Persistence of acidosis in alloxan-induced diabetic rats treated with the juice of Asystasia gangetica leaves

Solomon O Rotimi 1,, Omolola E Omotosho 1, Oluwakemi A Rotimi 1
PMCID: PMC3065152  PMID: 21472075

Abstract

Background:

Diabetes mellitus is gradually becoming a global health burden leading to an increase in the search for herbal hypoglycemic agents as alternatives to synthetic ones. Asystasia gangetica is one of the herbs used in folklore system of medicine for managing hypoglycaemia associated with diabetes.

Materials and Methods:

The influence of the juice of A. gangetica leaf on alloxan-induced diabetic rats was assessed by treating diabetic rats with 25%, 50% and 75% fresh juice and glibenclamide for 5 weeks. Afterwards, the plasma concentrations of glucose, triacylglycerols, total cholesterol, high-density lipoprotein (HDL) cholesterol, thiobarbituric acid reactive substances and bicarbonate were assayed spectrophotometrically.

Results:

Treatment of the diabetic rats with the juice significantly (P < 0.05) reduced the elevated plasma levels of glucose to a level not significantly (P > 0.05) different from that of glibenclamide. The juice also significantly (P < 0.05) reduced the plasma lipid peroxidation and improved the lipid profile, as indicated by a significant (P < 0.05) reduction in the total cholesterol: HDL cholesterol ratio. However, there was a significant (P < 0.05) rise in the level of bicarbonate as result of the juice treatment from 28.15 ± 2.82 mmol/l in normal control to 60.83 ± 17.46 mmol/l in diabetic control and to 122.20 ± 34.68 mmol/l, 120.95 ± 35.09 mmol/l and 115.85 ± 11.79 mmol/l in 25%, 50% and 75% juice, respectively.

Conclusion:

Therefore, this inability of A. gangetica to prevent acidosis detracts from the potential of its usefulness in managing diabetes.

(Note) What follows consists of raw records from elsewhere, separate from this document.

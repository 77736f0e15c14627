//! Provider trait: the abstraction over LLM backends.
//!
//! A Provider knows how to send a transcript plus a tool catalog to a model
//! and return one normalized response. The hosted aggregator, the
//! self-hosted backends and the gateway that routes between them all
//! implement it.

use async_trait::async_trait;
use serde::{Deserialize, Serialize};
use crate::error::ProviderError;
use crate::message::{Message, MessageToolCall};

/// Configuration for a provider request.
#[derive(Debug, Clone, Serialize, Deserialize)]
pub struct ProviderRequest {
    /// The model to use (e.g., "google/gemini-2.0-flash-001", "llama3")
    pub model: String,

    /// The conversation messages
    pub messages: Vec<Message>,

    /// Temperature (0.0 = deterministic, 1.0 = creative)
    #[serde(default = "default_temperature")]
    pub temperature: f32,

    /// Maximum tokens to generate
    #[serde(default, skip_serializing_if = "Option::is_none")]
    pub max_tokens: Option<u32>,

    /// Nucleus sampling
    #[serde(default, skip_serializing_if = "Option::is_none")]
    pub top_p: Option<f32>,

    /// Available tools the model can call
    #[serde(default, skip_serializing_if = "Vec::is_empty")]
    pub tools: Vec<ToolDefinition>,

    /// Whether to stream the response
    #[serde(default)]
    pub stream: bool,
}

fn default_temperature() -> f32 {
    0.7
}

impl ProviderRequest {
    pub fn new(model: impl Into<String>, messages: Vec<Message>) -> Self {
        Self {
            model: model.into(),
            messages,
            temperature: default_temperature(),
            max_tokens: None,
            top_p: None,
            tools: Vec::new(),
            stream: false,
        }
    }
}

/// A tool definition sent to the LLM so it knows what tools it can call.
#[derive(Debug, Clone, PartialEq, Serialize, Deserialize)]
pub struct ToolDefinition {
    /// The tool name
    pub name: String,

    /// Description of what the tool does
    pub description: String,

    /// JSON Schema describing the tool's parameters
    pub parameters: serde_json::Value,
}

/// A complete response from a provider, normalized across backends.
#[derive(Debug, Clone, Serialize, Deserialize)]
pub struct ProviderResponse {
    /// The generated message
    pub message: Message,

    /// Token usage statistics
    #[serde(default)]
    pub usage: Usage,

    /// Which model actually responded (may differ from requested)
    pub model: String,

    /// Backend-reported finish reason
    #[serde(default, skip_serializing_if = "Option::is_none")]
    pub finish_reason: Option<String>,

    /// Which backend produced the answer ("aggregator", "local", "aggregator_fallback")
    #[serde(default)]
    pub provider_used: String,

    /// The original local-backend error when the aggregator fallback answered
    #[serde(default, skip_serializing_if = "Option::is_none")]
    pub fallback_error: Option<String>,
}

impl ProviderResponse {
    pub fn content(&self) -> &str {
        &self.message.content
    }

    pub fn tool_calls(&self) -> &[MessageToolCall] {
        &self.message.tool_calls
    }

    pub fn has_tool_calls(&self) -> bool {
        !self.message.tool_calls.is_empty()
    }
}

/// Token usage information. Backends that do not report a count leave it `None`.
#[derive(Debug, Clone, Copy, Default, PartialEq, Eq, Serialize, Deserialize)]
pub struct Usage {
    pub input_tokens: Option<u32>,
    pub output_tokens: Option<u32>,
}

impl Usage {
    pub fn total(&self) -> Option<u32> {
        match (self.input_tokens, self.output_tokens) {
            (None, None) => None,
            (a, b) => Some(a.unwrap_or(0) + b.unwrap_or(0)),
        }
    }
}

/// The core Provider trait.
///
/// Every LLM backend implements this trait. The orchestrator calls
/// `complete()` without knowing which backend will answer.
#[async_trait]
pub trait Provider: Send + Sync {
    /// A human-readable name for this provider (e.g., "aggregator", "ollama").
    fn name(&self) -> &str;

    /// Send a request and get a complete response.
    async fn complete(&self, request: ProviderRequest) -> std::result::Result<ProviderResponse, ProviderError>;

    /// Health check: can we reach the provider?
    async fn health_check(&self) -> std::result::Result<bool, ProviderError> {
        Ok(true)
    }
}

Keywords: Acidosis, Asystasia gangetica, hypolipideamic, hypoglycaemic

INTRODUCTION

Diabetes mellitus is a group of syndrome characterized by hyperglycemia, altered metabolism of lipids, carbohydrates and proteins associated with an increased risk of complications from vascular disease.[1] The prevalence of diabetes is on the increase globally and in African communities due to the ageing of the population and drastic lifestyle changes accompanying urbanization and westernization.[2] Also, studies from five West African communities in Nigeria and Ghana have identified genes within populations that create susceptibility to diabetes.[3] Hence, it represents a growing burden of health care systems of African countries, most of which already face difficult economic conditions.

Diabetes is a chronic disease; hence, a scrupulous control is needed to help reduce hyperglycemia and the risk of long-term complications, which are known to be the major causes of morbidity and mortality. Therefore, a holistic therapy for diabetes should go beyond reversing hyperglycemia and dyslipidemia associated with diabetes.[4]

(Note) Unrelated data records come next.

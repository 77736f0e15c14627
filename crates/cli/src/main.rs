//! Switchyard CLI: the main entry point.
//!
//! Commands:
//! - `init`    Write the default config and a sample catalog
//! - `config`  Show, validate or locate the config
//! - `tools`   List the tool catalog a run would offer
//! - `run`     Single-message or interactive conversation
//! - `mcp`     Connect external servers and inspect their tools
//! - `import`  Turn a one-click JSON document or a preset into a server entry

use clap::{Parser, Subcommand};
use std::path::PathBuf;
use switchyard_config::AppConfig;

mod catalog;
mod commands;
mod runtime;

#[derive(Parser)]
#[command(
    name = "switchyard",
    about = "Switchyard: LLM tool orchestration over web, code and external tool servers",
    version
)]
struct Cli {
    #[command(subcommand)]
    command: Commands,

    /// Enable verbose logging
    #[arg(short, long, global = true)]
    verbose: bool,

    /// Log as JSON lines
    #[arg(long, global = true)]
    log_json: bool,

    /// Config file (defaults to ~/.switchyard/config.toml)
    #[arg(long, global = true, env = "SWITCHYARD_CONFIG")]
    config: Option<PathBuf>,
}

#[derive(Subcommand)]
enum Commands {
    /// Write the default config and a sample catalog
    Init {
        /// Overwrite existing files
        #[arg(long)]
        force: bool,
    },

    /// Configuration management
    Config {
        #[command(subcommand)]
        action: Option<commands::config_cmd::ConfigAction>,
    },

    /// List the model-visible tool catalog
    Tools {
        #[arg(long)]
        catalog: PathBuf,

        /// Connect external servers first so their tools are listed
        #[arg(long)]
        connect: bool,
    },

    /// Answer a message, or chat interactively without one
    Run {
        #[arg(long)]
        catalog: PathBuf,

        #[arg(short, long)]
        message: Option<String>,

        /// Image sent with the message
        #[arg(long)]
        image: Option<PathBuf>,

        /// Classify each message's intent before answering
        #[arg(long)]
        intent: bool,
    },

    /// External tool servers
    Mcp {
        #[command(subcommand)]
        action: commands::mcp::McpAction,
    },

    /// Convert a one-click document or a preset into a `[[server]]` entry
    Import(commands::import::ImportArgs),
}

#[tokio::main]
async fn main() -> anyhow::Result<()> {
    let cli = Cli::parse();
    init_tracing(cli.verbose, cli.log_json);

    let config_path = cli
        .config
        .clone()
        .unwrap_or_else(|| AppConfig::config_dir().join("config.toml"));

    match cli.command {
        Commands::Init { force } => commands::init::run(&config_path, force)?,
        Commands::Config { action } => commands::config_cmd::run(&config_path, action.unwrap_or_default())?,
        Commands::Tools { catalog, connect } => commands::tools::run(load_config(&config_path)?, &catalog, connect).await?,
        Commands::Run {
            catalog,
            message,
            image,
            intent,
        } => {
            let config = load_config(&config_path)?;
            commands::run::run(config, &catalog, message, image, intent).await?
        }
        Commands::Mcp { action } => commands::mcp::run(load_config(&config_path)?, action).await?,
        Commands::Import(args) => commands::import::run(args)?,
    }

    Ok(())
}

fn load_config(path: &std::path::Path) -> anyhow::Result<AppConfig> {
    AppConfig::load_from(path).map_err(|e| anyhow::anyhow!("Failed to load config: {e}"))
}

fn init_tracing(verbose: bool, json: bool) {
    let filter = if verbose { "debug" } else { "info" };
    let builder = tracing_subscriber::fmt()
        .with_env_filter(
            tracing_subscriber::EnvFilter::try_from_default_env()
                .unwrap_or_else(|_| tracing_subscriber::EnvFilter::new(filter)),
        )
        .with_target(false)
        .with_writer(std::io::stderr);
    if json {
        builder.json().init();
    } else {
        builder.init();
    }
}
//! SessionManager: the process-wide registry of external sessions.
//!
//! The manager maps session ids to actor handles and never touches a
//! transport itself, so calls into different sessions run independently
//! while calls into the same session queue on its actor.

use futures::future::join_all;
use serde_json::Value;
use std::collections::BTreeMap;
use std::sync::Arc;
use std::time::Instant;
use switchyard_config::McpConfig;
use switchyard_core::error::{Error, ProtocolError, Result, ToolError};
use switchyard_core::event::{DomainEvent, EventBus};
use switchyard_core::provider::ToolDefinition;
use switchyard_core::tool::ToolOutcome;
use tokio::sync::RwLock;
use tracing::{info, warn};

use crate::server::{ServerSpec, SessionState, SessionStatus};
use crate::session::{SessionHandle, SessionSettings};
use crate::store::{ExternalTool, ExternalToolStore, InMemoryToolStore, SyncReport};
use crate::transport::{DefaultTransportFactory, TransportFactory, http_client};

/// Prefix of every model-visible external tool name.
pub const TOOL_PREFIX: &str = "mcp_";

/// Model-visible name of `tool` on session `session_id`.
pub fn qualified_name(session_id: &str, tool: &str) -> String {
    format!("{TOOL_PREFIX}{session_id}_{tool}")
}

struct Entry {
    spec: ServerSpec,
    handle: SessionHandle,
}

pub struct SessionManager {
    settings: SessionSettings,
    max_sessions_per_agent: usize,
    factory: Arc<dyn TransportFactory>,
    store: Arc<dyn ExternalToolStore>,
    event_bus: Option<EventBus>,
    sessions: RwLock<BTreeMap<String, Entry>>,
}

impl SessionManager {
    /// A manager opening real transports.
    pub fn new(config: &McpConfig) -> std::result::Result<Self, ProtocolError> {
        let client = http_client(std::time::Duration::from_secs(config.connect_timeout_secs))?;
        Ok(Self::with_factory(config, Arc::new(DefaultTransportFactory::new(client))))
    }

    pub fn with_factory(config: &McpConfig, factory: Arc<dyn TransportFactory>) -> Self {
        Self {
            settings: SessionSettings::from_config(config),
            max_sessions_per_agent: config.max_sessions_per_agent,
            factory,
            store: Arc::new(InMemoryToolStore::new()),
            event_bus: None,
            sessions: RwLock::new(BTreeMap::new()),
        }
    }

    /// Use a different tool store. Only affects sessions registered later.
    pub fn with_store(mut self, store: Arc<dyn ExternalToolStore>) -> Self {
        self.store = store;
        self
    }

    pub fn with_event_bus(mut self, bus: EventBus) -> Self {
        self.event_bus = Some(bus);
        self
    }

    pub fn store(&self) -> &Arc<dyn ExternalToolStore> {
        &self.store
    }

    /// Declare a server. Its actor starts disconnected.
    pub async fn register(&self, spec: ServerSpec) -> Result<()> {
        validate_session_id(&spec.id)?;
        let mut sessions = self.sessions.write().await;
        if sessions.contains_key(&spec.id) {
            return Err(Error::validation(format!("external server '{}' is already registered", spec.id)));
        }
        let owned = sessions.values().filter(|e| e.spec.agent == spec.agent).count();
        if owned >= self.max_sessions_per_agent {
            return Err(Error::validation(format!(
                "an agent can have at most {} external servers",
                self.max_sessions_per_agent
            )));
        }

        info!(session = %spec.id, agent = %spec.agent, transport = %spec.transport, "External server registered");
        let handle = SessionHandle::spawn(
            spec.clone(),
            self.settings.clone(),
            self.factory.clone(),
            self.store.clone(),
            self.event_bus.clone(),
        );
        sessions.insert(spec.id.clone(), Entry { spec, handle });
        Ok(())
    }

    /// Disconnect a server and forget it along with its tools.
    pub async fn remove(&self, id: &str) -> bool {
        let Some(entry) = self.sessions.write().await.remove(id) else {
            return false;
        };
        if let Err(e) = entry.handle.disconnect().await {
            warn!(session = %id, error = %e, "Disconnect during removal failed");
        }
        self.store.remove_session(id);
        info!(session = %id, "External server removed");
        true
    }

    async fn handle(&self, id: &str) -> std::result::Result<SessionHandle, ProtocolError> {
        self.sessions
            .read()
            .await
            .get(id)
            .map(|e| e.handle.clone())
            .ok_or_else(|| ProtocolError::UnknownSession(id.to_string()))
    }

    pub async fn spec(&self, id: &str) -> Option<ServerSpec> {
        self.sessions.read().await.get(id).map(|e| e.spec.clone())
    }

    pub async fn connect(&self, id: &str) -> std::result::Result<SessionStatus, ProtocolError> {
        self.handle(id).await?.connect().await
    }

    /// Connect every enabled server concurrently.
    pub async fn connect_all(&self) -> Vec<(String, std::result::Result<SessionStatus, ProtocolError>)> {
        let handles: Vec<SessionHandle> = self
            .sessions
            .read()
            .await
            .values()
            .filter(|e| e.spec.enabled)
            .map(|e| e.handle.clone())
            .collect();
        join_all(handles.into_iter().map(|handle| async move {
            let result = handle.connect().await;
            (handle.id().to_string(), result)
        }))
        .await
    }

    pub async fn sync(&self, id: &str) -> std::result::Result<SyncReport, ProtocolError> {
        self.handle(id).await?.sync().await
    }

    pub async fn disconnect(&self, id: &str) -> std::result::Result<SessionStatus, ProtocolError> {
        self.handle(id).await?.disconnect().await
    }

    pub async fn status(&self, id: &str) -> std::result::Result<SessionStatus, ProtocolError> {
        self.handle(id).await?.status().await
    }

    pub async fn statuses(&self) -> Vec<SessionStatus> {
        let handles: Vec<SessionHandle> = self.sessions.read().await.values().map(|e| e.handle.clone()).collect();
        let mut out = Vec::with_capacity(handles.len());
        for handle in handles {
            if let Ok(status) = handle.status().await {
                out.push(status);
            }
        }
        out
    }

    /// Tools last synced for a session.
    pub fn tools(&self, id: &str) -> Vec<ExternalTool> {
        self.store.tools(id)
    }

    /// Call `tool` on session `id`.
    pub async fn call(&self, id: &str, tool: &str, arguments: Value) -> std::result::Result<Value, ProtocolError> {
        self.handle(id).await?.call(tool, arguments).await
    }

    /// Model-visible definitions of every active tool on enabled, connected
    /// servers, optionally limited to one agent's servers.
    pub async fn definitions(&self, agent: Option<&str>) -> Vec<ToolDefinition> {
        let sessions = self.sessions.read().await;
        sessions
            .values()
            .filter(|e| e.spec.enabled && e.handle.state() == SessionState::Connected)
            .filter(|e| agent.is_none_or(|a| e.spec.agent == a))
            .flat_map(|e| {
                self.store
                    .tools(&e.spec.id)
                    .into_iter()
                    .filter(|t| t.active)
                    .map(move |t| ToolDefinition {
                        name: qualified_name(&e.spec.id, &t.name),
                        description: format!("[MCP: {}] {}", e.spec.name, t.description),
                        parameters: t.input_schema,
                    })
            })
            .collect()
    }

    /// Map a model-visible name back to `(session id, tool name)`.
    ///
    /// Sessions that were disconnected on purpose, or never connected, own
    /// no names. A session in `Error` still does, so a call into it gets the
    /// reconnect-and-retry.
    pub async fn resolve(&self, qualified: &str) -> Option<(String, String)> {
        let rest = qualified.strip_prefix(TOOL_PREFIX)?;
        let sessions = self.sessions.read().await;
        // Longest id first so "a_b" wins over "a" for "mcp_a_b_tool"
        let mut ids: Vec<&String> = sessions
            .iter()
            .filter(|(_, e)| e.spec.enabled && e.handle.state() != SessionState::Disconnected)
            .map(|(id, _)| id)
            .collect();
        ids.sort_by_key(|id| std::cmp::Reverse(id.len()));
        ids.into_iter().find_map(|id| {
            let tool = rest.strip_prefix(id.as_str())?.strip_prefix('_')?;
            self.store
                .tools(id)
                .iter()
                .any(|t| t.name == tool)
                .then(|| (id.clone(), tool.to_string()))
        })
    }

    pub async fn owns(&self, qualified: &str) -> bool {
        self.resolve(qualified).await.is_some()
    }

    /// Run a model-requested external tool and fold the result into a
    /// [`ToolOutcome`] routed to the model. Never fails.
    pub async fn execute(&self, qualified: &str, arguments: Value) -> ToolOutcome {
        let started = Instant::now();
        let result = match self.resolve(qualified).await {
            Some((session, tool)) => self.call(&session, &tool, arguments).await,
            None => Err(ProtocolError::UnknownTool(qualified.to_string())),
        };
        let duration_ms = started.elapsed().as_millis() as u64;

        let outcome = match result {
            Ok(value) => {
                info!(tool = %qualified, duration_ms, "External tool call finished");
                ToolOutcome::for_model(value)
            }
            Err(e) => {
                warn!(tool = %qualified, duration_ms, error = %e, "External tool call failed");
                ToolOutcome::failure(&ToolError::Protocol(e))
            }
        };
        if let Some(bus) = &self.event_bus {
            bus.publish(DomainEvent::ToolExecuted {
                tool_name: qualified.to_string(),
                success: !outcome.is_error(),
                duration_ms,
                timestamp: chrono::Utc::now(),
            });
        }
        outcome
    }

    /// Disconnect every session.
    pub async fn shutdown(&self) {
        let handles: Vec<SessionHandle> = self.sessions.read().await.values().map(|e| e.handle.clone()).collect();
        join_all(handles.iter().map(|h| h.disconnect())).await;
    }
}

/// Session ids become part of tool names, which models restrict to
/// `[A-Za-z0-9_-]`.
fn validate_session_id(id: &str) -> Result<()> {
    if id.is_empty() {
        return Err(Error::validation("external server id must not be empty"));
    }
    if !id.chars().all(|c| c.is_ascii_alphanumeric() || c == '_' || c == '-') {
        return Err(Error::validation(format!(
            "external server id '{id}' may only contain letters, digits, '_' and '-'"
        )));
    }
    Ok(())
}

Since time immemorial, patients with diabetes mellitus have been treated orally by folklore with a variety of plant extracts.[5] Nowadays, more than 1,200 species of plant (from 725 genera belonging to 183 families) are used to treat symptoms of diabetes mellitus. One of these traditional herbs that is used to manage hyperglycemia is Asystasia gangetica (L) T. Anderson, sub-specie micrantha (Nees) Ensermu (Acanthaceae).[6,7]

A. gangetica is an attractive, fast growing, spreading, herbaceous ground cover that grows from 300 to 600 mm in height. It has green, oval-shaped leaves with wounded base occurring in opposite pairs. The flower is white-cream colored with purple markings and the fruit is a club-shaped capsule, splitting from tip to base.[8,9] It is widely distributed in the tropics, including Nigeria.[10] The leaves have been shown to contain high amounts of proteins, amino acids, minerals, sugars, lipids and fiber,[11] and it is consumed as vegetable in the Eastern part of Nigeria.[12]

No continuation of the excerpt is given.